It’s easy to dismiss what the leader of another country says, especially one thousands of miles away, but the impact on some here in Gloucestershire of Donald Trump’s rhetoric and executive orders is being felt.
His war on diversity, ethics and inclusion in business (DEI) - the organisational frameworks used by business on that side of the Atlantic - is sending shockwaves beyond his own country.
As are the soundbites of the man appointed US special government employee, businessman Elon Musk, who’s waging his own war against what Americans call ‘woke’, and we’ll translate as ‘an awareness of social and political issues affecting African Americans’.
In his closing address at the World Economic Forum annual meeting at Davos in January, President Trump said he would “cancel all discriminatory diversity equity and inclusion nonsense”, adding that US policy decreed there were only two genders, male and female.
And those words and what followed is what’s driven the shockwaves being felt even here in Gloucestershire – not just by some of our biggest businesses, but having a serious impact on some in our community now too afraid to step outdoors.
Richard Stevens, chairperson of Pride in Gloucestershire, which exists to unite, celebrate and empower the county’s LGBTQ+ community, said: “There is definitely anxiety as a result of the executive order about trans people, not just around all the DEI roll back.
“There are people out there who have been reading this stuff and they clearly feel like they have been given power to attack others on social media.
“The level of online abuse has increased and some people in the community are now wondering if that is going to be the way it is.
“The trans community is scared to go out of the door.

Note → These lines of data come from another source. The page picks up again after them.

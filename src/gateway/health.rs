//! Liveness endpoint.
//!
//! Answers `200 OK` without touching any backend or the identity provider.

use axum::{body::Body, http::Request, http::StatusCode, response::IntoResponse};

use crate::http::middleware::{handler_fn, Chain};

pub const HEALTH_PATH: &str = "/health";

pub fn chain() -> Chain {
    Chain::new(handler_fn(|_request: Request<Body>| async {
        (StatusCode::OK, "OK").into_response()
    }))
}
//! Upgraded connection tunnelling (WebSocket and other `Upgrade` protocols).
//!
//! # Responsibilities
//! - Wait for both sides of a `101 Switching Protocols` exchange to upgrade
//! - Copy bytes in both directions until either side closes
//!
//! # Data Flow
//! ```text
//! Client ←──── raw bytes ────→ Gateway ←──── raw bytes ────→ Backend
//! ```
//!
//! # Design Decisions
//! - Byte-level forwarding: frames are not parsed, so any upgrade protocol works
//! - The tunnel runs on its own task; the request task returns the 101 at once

use hyper::upgrade::OnUpgrade;
use hyper_util::rt::TokioIo;
use tracing::{Instrument, Span};

/// Spawn a task that joins the client and upstream upgraded connections.
pub fn spawn_tunnel(client: OnUpgrade, upstream: OnUpgrade, backend: String, span: Span) {
    tokio::spawn(
        async move {
            let (client, upstream) = match tokio::try_join!(client, upstream) {
                Ok(pair) => pair,
                Err(e) => {
                    tracing::warn!(backend = %backend, error = %e, "Upgrade failed");
                    return;
                }
            };

            let mut client = TokioIo::new(client);
            let mut upstream = TokioIo::new(upstream);
            match tokio::io::copy_bidirectional(&mut client, &mut upstream).await {
                Ok((to_upstream, to_client)) => {
                    tracing::debug!(backend = %backend, to_upstream, to_client, "Tunnel closed");
                }
                Err(e) => {
                    tracing::debug!(backend = %backend, error = %e, "Tunnel closed with error");
                }
            }
        }
        .instrument(span),
    );
}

People are scared and worried.
“It feels, for some, as if he (Trump) is trying to eradicate the entire trans community. There is concern about the impact that will have.”
As for the impact on businesses in the US, that had been easier to see, said Stevens.
“On the business front, you only have to look at Meta (the internet giant that owns Facebook, Instagram and WhatsApp), Google and Amazon. They have all fallen into line,” he said.
“There is some push-back. Apple has said a flat ‘no’ (to rolling back its DEI policies), but there is concern about what means for firms here that have headquarters in the US - which is where their own policies start.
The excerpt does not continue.